Er beugte sich über seinen Teller und aß, gierig und hastig, fast wie ein ausgehungertes Tier. Seit vierundzwanzig Stunden hatte er ja gefastet.

Da sagte Mariens Mutter: »Es ist schade, daß du diese Nacht nicht etwas eher wiedergekommen bist. Unsere Selige fragte nach dir.«

Peter sah die Frau an. Es war das erstemal, daß er einen der Tischgenossen ansah. »Nach mir?« fragte er. In seiner Stimme war ein leises Zittern.

»Ja, zweimal. Sie wollte dir auch Adieu sagen.«

Peter fühlte, daß sich in ihm etwas lösen wollte. Er konnte nicht weiteressen. Aber mit großer Selbstbeherrschung drängte er die Bewegung, die ihn übermannen wollte, zurück.

Als sie vom Tisch aufstanden, fragte die alte Schulmeisterin, ob er die Tote sehen wollte. Sie sähe so schön und friedlich aus, als wenn sie schliefe und jeden Augenblick aufwachen könnte. Peter fühlte ein Würgen im Halse und stieß ein rauhes »Nein!« heraus. Dann ging er schnell hinaus.

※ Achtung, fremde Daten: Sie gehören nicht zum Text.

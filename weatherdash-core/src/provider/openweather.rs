use async_trait::async_trait;
use reqwest::Client;
use serde::Deserialize;
use std::time::Duration;

use crate::{
    error::FetchError,
    model::{ForecastPoint, ForecastSeries, Locator, Timestamp, UnitSystem, WeatherSnapshot},
};

use super::{WeatherProvider, downsample_daily};

pub const DEFAULT_BASE_URL: &str = "https://api.openweathermap.org/data/2.5";
const REQUEST_TIMEOUT_SECS: u64 = 10;

#[derive(Debug, Clone)]
pub struct OpenWeatherClient {
    api_key: String,
    base_url: String,
    http: Client,
}

impl OpenWeatherClient {
    pub fn new(api_key: String) -> Result<Self, FetchError> {
        let http = Client::builder()
            .timeout(Duration::from_secs(REQUEST_TIMEOUT_SECS))
            .build()
            .map_err(FetchError::network)?;

        Ok(Self {
            api_key,
            base_url: DEFAULT_BASE_URL.to_string(),
            http,
        })
    }

    pub fn with_base_url(mut self, base_url: &str) -> Self {
        self.base_url = base_url.trim_end_matches('/').to_string();
        self
    }

    /// GET `{base}/{endpoint}` and return the body of a 2xx response.
    async fn get_body(
        &self,
        endpoint: &str,
        locator: &Locator,
        units: UnitSystem,
    ) -> Result<String, FetchError> {
        let url = format!("{}/{endpoint}", self.base_url);

        let mut query = locator.query_pairs();
        query.push(("units", units.as_str().to_string()));
        query.push(("appid", self.api_key.clone()));

        tracing::debug!(%locator, %units, endpoint, "Requesting OpenWeather data");

        let res = self
            .http
            .get(&url)
            .query(&query)
            .send()
            .await
            .map_err(FetchError::network)?;

        let status = res.status();
        let body = res.text().await.map_err(FetchError::network)?;

        if !status.is_success() {
            tracing::debug!(
                status = %status,
                body = %truncate_body(&body),
                endpoint,
                "OpenWeather request failed"
            );
            return Err(FetchError::Upstream {
                status: status.as_u16(),
                reason: status.canonical_reason().unwrap_or("Unknown").to_string(),
            });
        }

        Ok(body)
    }
}

#[derive(Debug, Deserialize)]
struct OwCoord {
    lat: f64,
    lon: f64,
}

#[derive(Debug, Deserialize)]
struct OwMain {
    temp: f64,
    feels_like: f64,
    #[serde(default)]
    humidity: u8,
}

#[derive(Debug, Deserialize)]
struct OwWeather {
    main: String,
    description: String,
    icon: String,
}

#[derive(Debug, Deserialize)]
struct OwWind {
    speed: f64,
}

#[derive(Debug, Deserialize)]
struct OwSys {
    #[serde(default)]
    country: String,
    sunrise: i64,
    sunset: i64,
}

#[derive(Debug, Deserialize)]
struct OwCurrentResponse {
    name: String,
    coord: OwCoord,
    main: OwMain,
    weather: Vec<OwWeather>,
    wind: OwWind,
    sys: OwSys,
    #[serde(default)]
    timezone: i32,
}

#[derive(Debug, Deserialize)]
struct OwForecastEntry {
    dt: i64,
    main: OwMain,
    weather: Vec<OwWeather>,
}

#[derive(Debug, Deserialize)]
struct OwForecastResponse {
    list: Vec<OwForecastEntry>,
}

impl OwCurrentResponse {
    fn into_snapshot(self, units: UnitSystem) -> Result<WeatherSnapshot, FetchError> {
        let weather = self.weather.into_iter().next().ok_or_else(|| {
            FetchError::MalformedResponse("no weather conditions in response".to_string())
        })?;

        Ok(WeatherSnapshot {
            location_name: self.name,
            country: self.sys.country,
            latitude: self.coord.lat,
            longitude: self.coord.lon,
            condition: weather.main,
            icon: weather.icon,
            description: weather.description,
            temperature: self.main.temp,
            feels_like: self.main.feels_like,
            humidity_pct: self.main.humidity,
            wind_speed: self.wind.speed,
            sunrise: Timestamp::Seconds(self.sys.sunrise),
            sunset: Timestamp::Seconds(self.sys.sunset),
            utc_offset_secs: self.timezone,
            units,
        })
    }
}

impl OwForecastEntry {
    fn into_point(self) -> Result<ForecastPoint, FetchError> {
        let weather = self.weather.into_iter().next().ok_or_else(|| {
            FetchError::MalformedResponse(format!("forecast entry {} has no conditions", self.dt))
        })?;

        Ok(ForecastPoint {
            time: Timestamp::Seconds(self.dt),
            temperature: self.main.temp,
            feels_like: self.main.feels_like,
            condition: weather.main,
            icon: weather.icon,
            description: weather.description,
        })
    }
}

#[async_trait]
impl WeatherProvider for OpenWeatherClient {
    async fn current(
        &self,
        locator: &Locator,
        units: UnitSystem,
    ) -> Result<WeatherSnapshot, FetchError> {
        let body = self.get_body("weather", locator, units).await?;

        let parsed: OwCurrentResponse = serde_json::from_str(&body)
            .map_err(|e| FetchError::MalformedResponse(format!("current weather JSON: {e}")))?;

        parsed.into_snapshot(units)
    }

    async fn forecast(
        &self,
        locator: &Locator,
        units: UnitSystem,
    ) -> Result<ForecastSeries, FetchError> {
        let body = self.get_body("forecast", locator, units).await?;

        let parsed: OwForecastResponse = serde_json::from_str(&body)
            .map_err(|e| FetchError::MalformedResponse(format!("forecast JSON: {e}")))?;

        let points = downsample_daily(parsed.list)
            .into_iter()
            .map(OwForecastEntry::into_point)
            .collect::<Result<Vec<_>, _>>()?;

        Ok(ForecastSeries { units, points })
    }
}

fn truncate_body(body: &str) -> String {
    const MAX: usize = 200;
    if body.chars().count() > MAX {
        format!("{}...", body.chars().take(MAX).collect::<String>())
    } else {
        body.to_string()
    }
}
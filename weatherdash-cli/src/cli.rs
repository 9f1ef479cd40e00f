use anyhow::Context;
use clap::{Args, Parser, Subcommand};
use inquire::{InquireError, Password, Select, Text};
use weatherdash_core::{
    Config, Dashboard, DashboardState, Geolocator, LocationResolver, Timestamp, UnitSystem,
    location::{GeolocationOptions, Position, StaticGeolocator, geolocator_from_config},
    present::toggle_label,
    provider_from_config,
};

use crate::render::render_dashboard;

/// Top-level CLI struct.
#[derive(Debug, Parser)]
#[command(name = "weatherdash", version, about = "Terminal weather dashboard")]
pub struct Cli {
    #[command(subcommand)]
    pub command: Command,
}

/// Where to look and how to show it.
#[derive(Debug, Args, Default)]
pub struct LocationArgs {
    /// Unit system: "metric" or "imperial".
    #[arg(long)]
    pub units: Option<String>,

    /// Latitude of the device position.
    #[arg(long, requires = "lon", allow_negative_numbers = true)]
    pub lat: Option<f64>,

    /// Longitude of the device position.
    #[arg(long, requires = "lat", allow_negative_numbers = true)]
    pub lon: Option<f64>,

    /// Approximate the device position from the public IP address.
    #[arg(long)]
    pub ip_location: bool,

    /// Show times in the displayed city's time zone instead of the local one.
    #[arg(long)]
    pub city_time: bool,
}

#[derive(Debug, Subcommand)]
pub enum Command {
    /// Store the API key, default city and units.
    Configure,

    /// Show weather once for a city, or for the current location.
    Show {
        /// City name; omitted means "use my location".
        city: Option<String>,

        #[command(flatten)]
        location: LocationArgs,
    },

    /// Keep the dashboard open: search, toggle units, relocate.
    Interactive {
        #[command(flatten)]
        location: LocationArgs,
    },
}

const SEARCH: &str = "Search for a city";
const USE_LOCATION: &str = "Use my location";
const QUIT: &str = "Quit";

impl Cli {
    pub async fn run(self) -> anyhow::Result<()> {
        match self.command {
            Command::Configure => configure(),
            Command::Show { city, location } => {
                let config = Config::load()?;
                let (dashboard, icon_base_url) = build_dashboard(&config, &location)?;

                eprintln!("Loading weather data...");
                let state = match city {
                    Some(city) => dashboard.search(&city).await,
                    None => dashboard.start().await,
                };
                print_state(&state, &icon_base_url, location.city_time)?;

                match state.error {
                    Some(error) => Err(anyhow::anyhow!(error)),
                    None => Ok(()),
                }
            }
            Command::Interactive { location } => {
                let config = Config::load()?;
                let (dashboard, icon_base_url) = build_dashboard(&config, &location)?;
                interactive(&dashboard, &icon_base_url, location.city_time).await
            }
        }
    }
}

fn build_dashboard(config: &Config, args: &LocationArgs) -> anyhow::Result<(Dashboard, String)> {
    let provider = provider_from_config(config)?;

    let units = match &args.units {
        Some(units) => UnitSystem::try_from(units.as_str())?,
        None => config.units,
    };

    let mut geolocation = config.geolocation.clone();
    geolocation.ip_lookup |= args.ip_location;

    let geolocator: Box<dyn Geolocator> = match (args.lat, args.lon) {
        (Some(latitude), Some(longitude)) => {
            Box::new(StaticGeolocator(Position { latitude, longitude }))
        }
        _ => geolocator_from_config(&geolocation),
    };

    let resolver = LocationResolver::new(
        geolocator,
        GeolocationOptions::from(&geolocation),
        config.default_city.clone(),
    );

    tracing::debug!(
        %units,
        fallback = resolver.fallback_city(),
        ip_lookup = geolocation.ip_lookup,
        "Building dashboard"
    );

    Ok((Dashboard::new(Box::new(provider), resolver, units), config.icon_base_url.clone()))
}

fn print_state(state: &DashboardState, icon_base_url: &str, city_time: bool) -> anyhow::Result<()> {
    let now = Timestamp::now();
    let city_offset = state.snapshot.as_ref().filter(|_| city_time).and_then(|s| s.utc_offset());

    let mut out = String::new();
    match city_offset {
        Some(offset) => render_dashboard(&mut out, state, now, &offset, icon_base_url)?,
        None => render_dashboard(&mut out, state, now, &chrono::Local, icon_base_url)?,
    }
    println!("{out}");
    Ok(())
}

/// `None` when the user cancelled the prompt.
fn prompt<T>(result: Result<T, InquireError>) -> anyhow::Result<Option<T>> {
    match result {
        Ok(value) => Ok(Some(value)),
        Err(InquireError::OperationCanceled | InquireError::OperationInterrupted) => Ok(None),
        Err(e) => Err(e).context("Prompt failed"),
    }
}

async fn interactive(
    dashboard: &Dashboard,
    icon_base_url: &str,
    city_time: bool,
) -> anyhow::Result<()> {
    eprintln!("Loading weather data...");
    let mut state = dashboard.start().await;

    loop {
        print_state(&state, icon_base_url, city_time)?;

        let toggle = toggle_label(state.units);
        let options = vec![SEARCH, toggle.as_str(), USE_LOCATION, QUIT];
        let Some(choice) = prompt(Select::new("What next?", options).prompt())? else {
            return Ok(());
        };

        state = match choice {
            SEARCH => {
                let Some(city) = prompt(Text::new("City:").prompt())? else {
                    continue;
                };
                eprintln!("Loading weather data...");
                dashboard.search(&city).await
            }
            USE_LOCATION => {
                eprintln!("Locating...");
                dashboard.use_my_location().await
            }
            QUIT => return Ok(()),
            _ => dashboard.toggle_units().await,
        };
    }
}

fn configure() -> anyhow::Result<()> {
    let mut config = Config::load()?;

    let Some(api_key) = prompt(
        Password::new("OpenWeather API key:")
            .without_confirmation()
            .with_help_message("Create one at https://home.openweathermap.org/api_keys")
            .prompt(),
    )?
    else {
        return Ok(());
    };

    let Some(city) =
        prompt(Text::new("Default city:").with_default(&config.default_city).prompt())?
    else {
        return Ok(());
    };

    let Some(units) = prompt(Select::new("Units:", UnitSystem::all().to_vec()).prompt())? else {
        return Ok(());
    };

    config.set_api_key(api_key);
    config.default_city = city;
    config.units = units;

    let path = config.save()?;
    println!("Saved configuration to {}", path.display());
    Ok(())
}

Mariens Vater sah ihm kopfschüttelnd nach und sagte: »Ein merkwürdiger Mensch. Scheint sehr wenig Gemüt zu haben.«

»Och ja,« sagte der Schulmeister, »was soll man von so einem verlangen? Der Vater ist ein Säufer.«

Peter war inzwischen auf seine Dachstube gegangen. Er fühlte, daß er nicht nachdenken und zu sich kommen durfte. So nahm er ein Rechenbuch und zwang sich, Rechenaufgaben zu lösen. Er wählte die schwierigsten, die er finden konnte. Wo er die richtige Lösung nicht gleich fand, rechnete er die Aufgabe ein zweites und ein drittes Mal. Als sein Geist dieser Arbeit müde war, nahm er das Lesebuch und begann zu lesen. Den Sinn der Sätze faßte er nicht, und wollte es auch nicht. Es kam ihm nur darauf an, durch das mechanische Wiedererkennen der Buchstaben eine Stunde zu überwinden. Zuletzt schlug er ein Schreibheft auf und malte einmal über das andere die Worte: »Aller Anfang ist schwer.« Sorgfältig zog er Haarstrich um Grundstrich, Haarstrich um Grundstrich. So gelang es ihm, sein Empfindungsleben fast ganz auszuschalten und den Tag hinzubringen. Er bedurfte dazu seiner ganzen Willenskraft. Aber er fühlte deutlich, wenn er seinen Empfindungen nachgäbe, so würde er zusammenbrechen, so wäre sein Verstand in Gefahr.

Gleich nach dem Abendessen, bei dem die Familie ihn nicht wieder ins Gespräch zog, ging er zu Bett und zwang sich von tausend an abwärts zu zählen. Es gelang ihm wirklich, einzuschlafen.